Retype exactly the lines below, beginning with the first and ending with the line where "the tile at" appears.

▶ **DATASET EXTRACT**:
'''
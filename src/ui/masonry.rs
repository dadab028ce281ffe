/// Masonry placement
///
/// Tiles keep gallery order but each one drops into whichever column is
/// currently shortest, so tall portraits and wide landscapes pack tightly.

/// Distribute tiles over `columns` columns.
///
/// `heights` are relative tile heights (height / width of the tile at
/// column width). Returns the tile indices of every column, top to bottom.
pub fn assign_columns(heights: &[f32], columns: usize) -> Vec<Vec<usize>> {
    let columns = columns.max(1);
    let mut placed: Vec<Vec<usize>> = vec![Vec::new(); columns];
    let mut filled = vec![0.0f32; columns];

    for (index, &height) in heights.iter().enumerate() {
        // Leftmost column wins ties
        let shortest = filled
            .iter()
            .enumerate()
            .min_by(|a, b| a.1.total_cmp(b.1))
            .map(|(column, _)| column)
            .unwrap_or(0);

        placed[shortest].push(index);
        filled[shortest] += height.max(0.0);
    }

    placed
}

/// Columns that fit into `width` pixels, between 1 and `max_columns`
pub fn columns_for_width(width: f32, max_columns: usize, min_column_width: f32) -> usize {
    let fitting = (width / min_column_width.max(1.0)).floor() as usize;
    fitting.clamp(1, max_columns.max(1))
}
use iced::widget::{
    button, center, column, container, horizontal_space, image, mouse_area, row, stack, text,
    Column, Row,
};
use iced::{Element, Length};
use std::collections::HashMap;

use super::{masonry, PreviewState};
use crate::state::data::MediaItem;
use crate::Message;

const TILE_SPACING: f32 = 16.0;

/// Share of the tile height taken by the name/date strip
const INFO_STRIP_RATIO: f32 = 0.15;

/// Masonry grid of all items, or the empty-state notice
pub fn view<'a>(
    items: &'a [MediaItem],
    previews: &'a HashMap<String, PreviewState>,
    columns: usize,
) -> Element<'a, Message> {
    if items.is_empty() {
        return container(text("Noch keine Momente in der Galerie...").size(16))
            .width(Length::Fill)
            .padding([80, 0])
            .center_x(Length::Fill)
            .into();
    }

    let heights: Vec<f32> = items
        .iter()
        .map(|item| {
            let ratio = previews.get(&item.id).map_or(0.75, PreviewState::aspect_ratio);
            ratio + INFO_STRIP_RATIO
        })
        .collect();

    let grid = masonry::assign_columns(&heights, columns)
        .into_iter()
        .map(|indices| -> Element<'a, Message> {
            Column::with_children(
                indices
                    .into_iter()
                    .map(|index| tile(&items[index], previews.get(&items[index].id))),
            )
            .spacing(TILE_SPACING)
            .width(Length::FillPortion(1))
            .into()
        });

    Row::with_children(grid).spacing(TILE_SPACING).into()
}

/// One card: picture, guest name and date, delete control in the corner
fn tile<'a>(item: &'a MediaItem, preview: Option<&'a PreviewState>) -> Element<'a, Message> {
    let picture: Element<'a, Message> = match preview {
        Some(PreviewState::Ready(preview)) => {
            let picture = image(preview.handle.clone()).width(Length::Fill);
            if item.is_video() {
                stack![picture, center(play_badge())].into()
            } else {
                picture.into()
            }
        }
        None | Some(PreviewState::Loading) => placeholder("…"),
        Some(PreviewState::Unavailable) if item.is_video() => {
            stack![placeholder("VIDEO"), center(play_badge())].into()
        }
        Some(PreviewState::Unavailable) => placeholder("Bild nicht verfügbar"),
    };

    let info = row![
        text(item.guest_name.to_uppercase()).size(11),
        horizontal_space(),
        text(item.display_date()).size(11),
    ]
    .padding(14);

    let card = mouse_area(column![picture, info]).on_press(Message::OpenLightbox(item.id.clone()));

    let delete = button(text("✕").size(14))
        .padding([6, 10])
        .style(button::danger)
        .on_press(Message::RequestDelete(item.id.clone()));

    container(stack![
        card,
        container(delete).padding(10).align_right(Length::Fill),
    ])
    .style(container::bordered_box)
    .into()
}

fn play_badge<'a>() -> Element<'a, Message> {
    container(text("▶").size(28))
        .padding([12, 18])
        .style(container::rounded_box)
        .into()
}

fn placeholder(label: &str) -> Element<'_, Message> {
    container(text(label).size(12))
        .width(Length::Fill)
        .height(Length::Fixed(180.0))
        .center_x(Length::Fill)
        .center_y(Length::Fixed(180.0))
        .style(container::rounded_box)
        .into()
}
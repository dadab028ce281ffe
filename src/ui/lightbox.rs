use iced::widget::{
    button, column, container, horizontal_space, image, mouse_area, opaque, row, text, Space,
};
use iced::{Alignment, Color, ContentFit, Element, Length};

use super::PreviewState;
use crate::state::data::MediaItem;
use crate::state::lightbox::Navigation;
use crate::Message;

/// Full-window viewer for one item.
///
/// The layer swallows every pointer event so nothing reaches the gallery
/// beneath it. Pressing the backdrop closes it; the media and the info
/// block are opaque and keep it open.
pub fn view<'a>(
    item: &'a MediaItem,
    preview: Option<&'a PreviewState>,
    position: String,
    notice: Option<&'a str>,
) -> Element<'a, Message> {
    let close = row![
        horizontal_space(),
        button(text("✕").size(24))
            .style(button::text)
            .on_press(Message::CloseLightbox),
    ];

    let media: Element<'a, Message> = match preview {
        Some(PreviewState::Ready(preview)) => image(preview.handle.clone())
            .content_fit(ContentFit::Contain)
            .width(Length::Fill)
            .height(Length::Fill)
            .into(),
        Some(PreviewState::Loading) | None => centered_label("…"),
        Some(PreviewState::Unavailable) if item.is_video() => centered_label("VIDEO"),
        Some(PreviewState::Unavailable) => centered_label("Bild nicht verfügbar"),
    };

    let stage = row![
        nav_button("‹", Navigation::Previous),
        opaque(container(media).width(Length::Fill).height(Length::Fill)),
        nav_button("›", Navigation::Next),
    ]
    .spacing(16)
    .align_y(Alignment::Center)
    .height(Length::FillPortion(4));

    let mut actions = row![button(text("HERUNTERLADEN").size(12))
        .padding([14, 36])
        .style(button::secondary)
        .on_press(Message::Download)]
    .spacing(12);

    if item.is_video() {
        actions = actions.push(
            button(text("VIDEO ABSPIELEN").size(12))
                .padding([14, 36])
                .style(button::secondary)
                .on_press(Message::PlayVideo),
        );
    }

    let mut info = column![
        text(format!("GETEILT VON {}", item.guest_name.to_uppercase())).size(15),
        text(position).size(10),
    ]
    .spacing(6)
    .align_x(Alignment::Center);

    if !item.caption.is_empty() {
        info = info.push(text(&item.caption).size(14));
    }

    let mut footer = column![opaque(info), actions, text("← Wischen zum Navigieren →").size(9)]
        .spacing(18)
        .align_x(Alignment::Center);

    if let Some(notice) = notice {
        footer = footer.push(text(notice).size(12));
    }

    let backdrop = container(
        column![close, stage, footer, Space::with_height(Length::Fixed(24.0))]
            .spacing(16)
            .padding(24)
            .align_x(Alignment::Center),
    )
    .width(Length::Fill)
    .height(Length::Fill)
    .style(|_theme| container::Style {
        background: Some(Color::WHITE.into()),
        ..container::Style::default()
    });

    opaque(mouse_area(backdrop).on_press(Message::CloseLightbox))
}

fn nav_button<'a>(label: &'a str, navigation: Navigation) -> Element<'a, Message> {
    button(text(label).size(40))
        .padding([8, 16])
        .style(button::text)
        .on_press(Message::Navigate(navigation))
        .into()
}

fn centered_label(label: &str) -> Element<'_, Message> {
    container(text(label).size(18))
        .width(Length::Fill)
        .height(Length::Fill)
        .center_x(Length::Fill)
        .center_y(Length::Fill)
        .into()
}
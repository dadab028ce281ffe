/// User interface module
///
/// One file per view. Every view is a plain function from state to
/// `Element`; all state lives in the application struct in main.rs.

pub mod footer;
pub mod gallery;
pub mod header;
pub mod lightbox;
pub mod masonry;
pub mod modal;
pub mod upload;

use crate::media::decode::Preview;

/// Display state of one item's picture
#[derive(Debug, Clone)]
pub enum PreviewState {
    Loading,
    Ready(Preview),
    /// Video without thumbnail, or a picture that failed to load
    Unavailable,
}

impl PreviewState {
    /// Relative tile height for the masonry layout
    pub fn aspect_ratio(&self) -> f32 {
        match self {
            PreviewState::Ready(preview) => preview.aspect_ratio(),
            PreviewState::Loading | PreviewState::Unavailable => 0.75,
        }
    }
}
//! Connection bootstrap utilities for SQLite.
//!
//! # Responsibility
//! - Open file or in-memory SQLite connections.
//! - Configure connection pragmas and run migrations before handing out a
//!   connection.
//!
//! # Invariants
//! - Returned connections have `foreign_keys=ON`.
//! - Returned connections have migrations fully applied.

use super::migrations::apply_migrations;
use super::{DbError, DbResult};
use crate::config::CoreConfig;
use log::{error, info};
use rusqlite::Connection;
use std::path::Path;
use std::time::{Duration, Instant};

const BUSY_TIMEOUT: Duration = Duration::from_secs(5);

/// Opens a SQLite database file and applies all pending migrations.
///
/// # Side effects
/// - Creates the file when missing.
/// - Emits `db_open` logging events with duration and status.
pub fn open_db(path: impl AsRef<Path>) -> DbResult<Connection> {
    open_with("file", || Connection::open(path))
}

/// Opens an in-memory SQLite database and applies all pending migrations.
///
/// The database lives as long as the returned connection.
pub fn open_db_in_memory() -> DbResult<Connection> {
    open_with("memory", Connection::open_in_memory)
}

/// Opens the database selected by `config`: file when `db_path` is set,
/// in-memory otherwise.
pub fn open_db_with_config(config: &CoreConfig) -> DbResult<Connection> {
    match config.db_path.as_deref() {
        Some(path) => open_db(path),
        None => open_db_in_memory(),
    }
}

fn open_with<F>(mode: &str, connect: F) -> DbResult<Connection>
where
    F: FnOnce() -> rusqlite::Result<Connection>,
{
    let started_at = Instant::now();
    info!("event=db_open module=db status=start mode={mode}");

    let result = connect()
        .map_err(DbError::from)
        .map_err(|err| ("db_open_failed", err))
        .and_then(|mut conn| match bootstrap_connection(&mut conn) {
            Ok(()) => Ok(conn),
            Err(err) => Err(("db_bootstrap_failed", err)),
        });

    match result {
        Ok(conn) => {
            info!(
                "event=db_open module=db status=ok mode={} duration_ms={}",
                mode,
                started_at.elapsed().as_millis()
            );
            Ok(conn)
        }
        Err((error_code, err)) => {
            error!(
                "event=db_open module=db status=error mode={} duration_ms={} error_code={} error={}",
                mode,
                started_at.elapsed().as_millis(),
                error_code,
                err
            );
            Err(err)
        }
    }
}

fn bootstrap_connection(conn: &mut Connection) -> DbResult<()> {
    conn.execute_batch("PRAGMA foreign_keys = ON;")?;
    conn.busy_timeout(BUSY_TIMEOUT)?;
    apply_migrations(conn)?;
    Ok(())
}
'''
▶ **EXPECTED ANSWER**:
filename src/ui/masonry.rs
repository dadab028ce281ffe
/// Masonry placement
///
/// Tiles keep gallery order but each one drops into whichever column is
/// currently shortest, so tall portraits and wide landscapes pack tightly.

/// Distribute tiles over `columns` columns.
///
/// `heights` are relative tile heights (height / width of the tile at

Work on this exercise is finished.